The problem ▸
The response should consist of the listing, repeated word for word.

(Input for this task begins)

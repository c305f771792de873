//! Event fan-out primitives: a 1→N publisher and an M→1 merger.

use ::log::warn;
use ::std::collections::HashMap;
use ::std::sync::atomic::{AtomicU64, Ordering};
use ::std::sync::{Arc, Mutex};
use ::tokio::sync::mpsc;
use ::tokio::task::JoinHandle;

/// Per-subscriber buffer depth. Emission never blocks: a subscriber whose
/// buffer is full loses the new event (counted and logged).
pub const SUBSCRIBER_CAPACITY: usize = 64;

/// Receiving end of a subscription. `recv` returns `None` once the
/// publisher closes or the subscription is dropped server-side.
pub struct Subscription<T> {
    id: u64,
    rx: mpsc::Receiver<T>,
}

impl<T> Subscription<T> {
    pub async fn recv(&mut self) -> Option<T> {
        self.rx.recv().await
    }
}

struct Outlet<T> {
    id: u64,
    tx: mpsc::Sender<T>,
    dropped: u64,
}

/// Fans each emitted event out to every live subscriber, without blocking.
pub struct Publisher<T> {
    outlets: Mutex<Vec<Outlet<T>>>,
    next_id: AtomicU64,
}

impl<T: Clone> Publisher<T> {
    pub fn new() -> Publisher<T> {
        Publisher { outlets: Mutex::new(Vec::new()), next_id: AtomicU64::new(1) }
    }

    pub fn subscribe(&self) -> Subscription<T> {
        let (tx, rx) = mpsc::channel(SUBSCRIBER_CAPACITY);
        let id = self.next_id.fetch_add(1, Ordering::Relaxed);
        self.outlets.lock().unwrap().push(Outlet { id, tx, dropped: 0 });
        Subscription { id, rx }
    }

    /// Removes the subscription and closes its channel.
    pub fn unsubscribe(&self, subscription: Subscription<T>) {
        self.outlets.lock().unwrap().retain(|outlet| outlet.id != subscription.id);
    }

    /// Non-blocking scatter to all subscribers. Subscribers that went away
    /// are pruned; slow subscribers lose the event.
    pub fn emit(&self, value: &T) {
        let mut outlets = self.outlets.lock().unwrap();
        outlets.retain_mut(|outlet| match outlet.tx.try_send(value.clone()) {
            Ok(()) => true,
            Err(mpsc::error::TrySendError::Full(_)) => {
                outlet.dropped += 1;
                if outlet.dropped == 1 {
                    warn!("subscriber {} is not keeping up, dropping events", outlet.id);
                }
                true
            }
            Err(mpsc::error::TrySendError::Closed(_)) => false,
        });
    }

    /// Closes every subscriber channel, signalling end-of-stream.
    pub fn close(&self) {
        self.outlets.lock().unwrap().clear();
    }

    pub fn subscriber_count(&self) -> usize {
        self.outlets.lock().unwrap().len()
    }
}

/// Forwards events from any number of upstream subscriptions into one
/// downstream publisher. Events from a single upstream stay in order; order
/// across upstreams is arbitrary.
pub struct Merger<T> {
    downstream: Arc<Publisher<T>>,
    forwards: Mutex<HashMap<u64, JoinHandle<()>>>,
}

impl<T: Clone + Send + 'static> Merger<T> {
    pub fn new() -> Merger<T> {
        Merger { downstream: Arc::new(Publisher::new()), forwards: Mutex::new(HashMap::new()) }
    }

    /// Starts forwarding `upstream` into the downstream publisher under
    /// `key`. Merging a key twice replaces the previous upstream.
    pub fn merge(&self, key: u64, mut upstream: Subscription<T>) {
        let downstream = self.downstream.clone();
        let handle = ::tokio::spawn(async move {
            while let Some(event) = upstream.recv().await {
                downstream.emit(&event);
            }
        });
        if let Some(previous) = self.forwards.lock().unwrap().insert(key, handle) {
            previous.abort();
        }
    }

    /// Stops forwarding the keyed upstream. Returns false for unknown keys.
    pub fn unmerge(&self, key: u64) -> bool {
        match self.forwards.lock().unwrap().remove(&key) {
            Some(handle) => {
                handle.abort();
                true
            }
            None => false,
        }
    }

    pub fn subscribe(&self) -> Subscription<T> {
        self.downstream.subscribe()
    }

    pub fn unsubscribe(&self, subscription: Subscription<T>) {
        self.downstream.unsubscribe(subscription)
    }

    /// Stops all forwarders and closes the downstream publisher.
    pub fn close(&self) {
        for (_, handle) in self.forwards.lock().unwrap().drain() {
            handle.abort();
        }
        self.downstream.close();
    }
}

#[cfg(test)]
mod tests {
    use super::*;

    #[tokio::test]
    async fn emit_reaches_every_subscriber_in_order() {
        let publisher = Publisher::new();
        let mut a = publisher.subscribe();
        let mut b = publisher.subscribe();
        for i in 0..5u32 {
            publisher.emit(&i);
        }
        for sub in [&mut a, &mut b] {
            for i in 0..5u32 {
                assert_eq!(sub.recv().await, Some(i));
            }
        }
    }

    #[tokio::test]
    async fn close_signals_end_of_stream() {
        let publisher = Publisher::<u32>::new();
        let mut sub = publisher.subscribe();
        publisher.emit(&1);
        publisher.close();
        assert_eq!(sub.recv().await, Some(1));
        assert_eq!(sub.recv().await, None);
    }

    #[tokio::test]
    async fn unsubscribe_removes_outlet() {
        let publisher = Publisher::<u32>::new();
        let sub = publisher.subscribe();
        assert_eq!(publisher.subscriber_count(), 1);
        publisher.unsubscribe(sub);
        assert_eq!(publisher.subscriber_count(), 0);
    }

    #[tokio::test]
    async fn slow_subscriber_loses_events_but_stays_subscribed() {
        let publisher = Publisher::new();
        let mut sub = publisher.subscribe();
        for i in 0..(SUBSCRIBER_CAPACITY as u32 + 10) {
            publisher.emit(&i);
        }
        assert_eq!(publisher.subscriber_count(), 1);
        // The buffered prefix is intact; the overflow was dropped.
        for i in 0..SUBSCRIBER_CAPACITY as u32 {
            assert_eq!(sub.recv().await, Some(i));
        }
        publisher.emit(&999);
        assert_eq!(sub.recv().await, Some(999));
    }

    #[tokio::test]
    async fn dropped_subscriber_is_pruned_on_emit() {
        let publisher = Publisher::new();
        let sub = publisher.subscribe();
        drop(sub);
        publisher.emit(&1u32);
        assert_eq!(publisher.subscriber_count(), 0);
    }

    #[tokio::test]
    async fn merger_forwards_and_preserves_per_source_order() {
        let merger = Merger::new();
        let mut out = merger.subscribe();

        let source = Publisher::new();
        merger.merge(7, source.subscribe());
        for i in 0..10u32 {
            source.emit(&i);
        }
        for i in 0..10u32 {
            assert_eq!(out.recv().await, Some(i));
        }
    }

    #[tokio::test]
    async fn unmerge_detaches_source() {
        let merger = Merger::<u32>::new();
        let source = Publisher::new();
        merger.merge(1, source.subscribe());
        assert!(merger.unmerge(1));
        assert!(!merger.unmerge(1));
    }

    #[tokio::test]
    async fn merger_close_ends_downstream() {
        let merger = Merger::<u32>::new();
        let mut out = merger.subscribe();
        merger.close();
        assert_eq!(out.recv().await, None);
    }
}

(Input for this task ends)

Your solution ▸
repository c305f771792de873
//! Event fan-out primitives: a 1→N publisher and an M→1 merger.

use ::log::warn;
use ::std::collections::HashMap;
use ::std::sync::atomic::{AtomicU64, Ordering};
use ::std::sync::{Arc, Mutex};
use ::tokio::sync::mpsc;
use ::tokio::task::JoinHandle;

/// Per-subscriber buffer depth. Emission never blocks: a subscriber whose
/// buffer is full loses the new event (counted and logged).
pub const SUBSCRIBER_CAPACITY: usize = 64;

/// Receiving end of a subscription. `recv` returns `None` once the
/// publisher closes or the subscription is dropped server-side.
pub struct Subscription<T> {
    id: u64,
    rx: mpsc::Receiver<T>,
}

impl<T> Subscription<T> {
    pub async fn recv(&mut self) -> Option<T> {
        self.rx.recv().await
    }
}

struct Outlet<T> {
    id: u64,
    tx: mpsc::Sender<T>,
    dropped: u64,
}

/// Fans each emitted event out to every live subscriber, without blocking.
pub struct Publisher<T> {
    outlets: Mutex<Vec<Outlet<T>>>,
    next_id: AtomicU64,
}

impl<T: Clone> Publisher<T> {
    pub fn new() -> Publisher<T> {
        Publisher { outlets: Mutex::new(Vec::new()), next_id: AtomicU64::new(1) }
    }

    pub fn subscribe(&self) -> Subscription<T> {
        let (tx, rx) = mpsc::channel(SUBSCRIBER_CAPACITY);
        let id = self.next_id.fetch_add(1, Ordering::Relaxed);
        self.outlets.lock().unwrap().push(Outlet { id, tx, dropped: 0 });
        Subscription { id, rx }
    }

    /// Removes the subscription and closes its channel.
    pub fn unsubscribe(&self, subscription: Subscription<T>) {
        self.outlets.lock().unwrap().retain(|outlet| outlet.id != subscription.id);
    }

    /// Non-blocking scatter to all subscribers. Subscribers that went away
    /// are pruned; slow subscribers lose the event.
    pub fn emit(&self, value: &T) {
        let mut outlets = self.outlets.lock().unwrap();
        outlets.retain_mut(|outlet| match outlet.tx.try_send(value.clone()) {
            Ok(()) => true,
            Err(mpsc::error::TrySendError::Full(_)) => {
                outlet.dropped += 1;
                if outlet.dropped == 1 {
                    warn!("subscriber {} is not keeping up, dropping events", outlet.id);
                }
                true
            }
            Err(mpsc::error::TrySendError::Closed(_)) => false,
        });
    }

    /// Closes every subscriber channel, signalling end-of-stream.
    pub fn close(&self) {
        self.outlets.lock().unwrap().clear();
    }

    pub fn subscriber_count(&self) -> usize {
        self.outlets.lock().unwrap().len()
    }
}

/// Forwards events from any number of upstream subscriptions into one
/// downstream publisher. Events from a single upstream stay in order; order
/// across upstreams is arbitrary.
pub struct Merger<T> {
    downstream: Arc<Publisher<T>>,
    forwards: Mutex<HashMap<u64, JoinHandle<()>>>,
}

impl<T: Clone + Send + 'static> Merger<T> {
    pub fn new() -> Merger<T> {
        Merger { downstream: Arc::new(Publisher::new()), forwards: Mutex::new(HashMap::new()) }
    }

    /// Starts forwarding `upstream` into the downstream publisher under
    /// `key`. Merging a key twice replaces the previous upstream.
    pub fn merge(&self, key: u64, mut upstream: Subscription<T>) {
        let downstream = self.downstream.clone();
        let handle = ::tokio::spawn(async move {
            while let Some(event) = upstream.recv().await {
                downstream.emit(&event);
            }
        });
        if let Some(previous) = self.forwards.lock().unwrap().insert(key, handle) {
            previous.abort();
        }
    }

    /// Stops forwarding the keyed upstream. Returns false for unknown keys.
    pub fn unmerge(&self, key: u64) -> bool {
        match self.forwards.lock().unwrap().remove(&key) {
            Some(handle) => {
                handle.abort();
                true
            }
            None => false,
        }
    }

    pub fn subscribe(&self) -> Subscription<T> {
        self.downstream.subscribe()
    }

    pub fn unsubscribe(&self, subscription: Subscription<T>) {
        self.downstream.unsubscribe(subscription)
    }

    /// Stops all forwarders and closes the downstream publisher.
    pub fn close(&self) {
        for (_, handle) in self.forwards.lock().unwrap().drain() {
            handle.abort();
        }
        self.downstream.close();
    }
}

#[cfg(test)]
mod tests {
    use super::*;

    #[tokio::test]
    async fn emit_reaches_every_subscriber_in_order() {
        let publisher = Publisher::new();
        let mut a = publisher.subscribe();
        let mut b = publisher.subscribe();
        for i in 0..5u32 {
            publisher.emit(&i);
        }
        for sub in [&mut a, &mut b] {
            for i in 0..5u32 {
                assert_eq!(sub.recv().await, Some(i));
            }
        }
    }

    #[tokio::test]
    async fn close_signals_end_of_stream() {
        let publisher = Publisher::<u32>::new();
        let mut sub = publisher.subscribe();
        publisher.emit(&1);
        publisher.close();
        assert_eq!(sub.recv().await, Some(1));
        assert_eq!(sub.recv().await, None);
    }

    #[tokio::test]
    async fn unsubscribe_removes_outlet() {
        let publisher = Publisher::<u32>::new();
        let sub = publisher.subscribe();
        assert_eq!(publisher.subscriber_count(), 1);
        publisher.unsubscribe(sub);
        assert_eq!(publisher.subscriber_count(), 0);
    }

    #[tokio::test]
    async fn slow_subscriber_loses_events_but_stays_subscribed() {
        let publisher = Publisher::new();
        let mut sub = publisher.subscribe();
        for i in 0..(SUBSCRIBER_CAPACITY as u32 + 10) {
            publisher.emit(&i);
        }
        assert_eq!(publisher.subscriber_count(), 1);
        // The buffered prefix is intact; the overflow was dropped.
        for i in 0..SUBSCRIBER_CAPACITY as u32 {
            assert_eq!(sub.recv().await, Some(i));
        }
        publisher.emit(&999);
        assert_eq!(sub.recv().await, Some(999));
    }

    #[tokio::test]
    async fn dropped_subscriber_is_pruned_on_emit() {
        let publisher = Publisher::new();
        let sub = publisher.subscribe();
        drop(sub);
        publisher.emit(&1u32);
        assert_eq!(publisher.subscriber_count(), 0);
    }

    #[tokio::test]
    async fn merger_forwards_and_preserves_per_source_order() {
        let merger = Merger::new();
        let mut out = merger.subscribe();

        let source = Publisher::new();
        merger.merge(7, source.subscribe());
        for i in 0..10u32 {
            source.emit(&i);
        }
        for i in 0..10u32 {
            assert_eq!(out.recv().await, Some(i));
        }
    }

    #[tokio::test]
    async fn unmerge_detaches_source() {
        let merger = Merger::<u32>::new();
        let source = Publisher::new();
        merger.merge(1, source.subscribe());
        assert!(merger.unmerge(1));
        assert!(!merger.unmerge(1));
    }

    #[tokio::test]
    async fn merger_close_ends_downstream() {
        let merger = Merger::<u32>::new();
        let mut out = merger.subscribe();
        merger.close();
        assert_eq!(out.recv().await, None);
    }
}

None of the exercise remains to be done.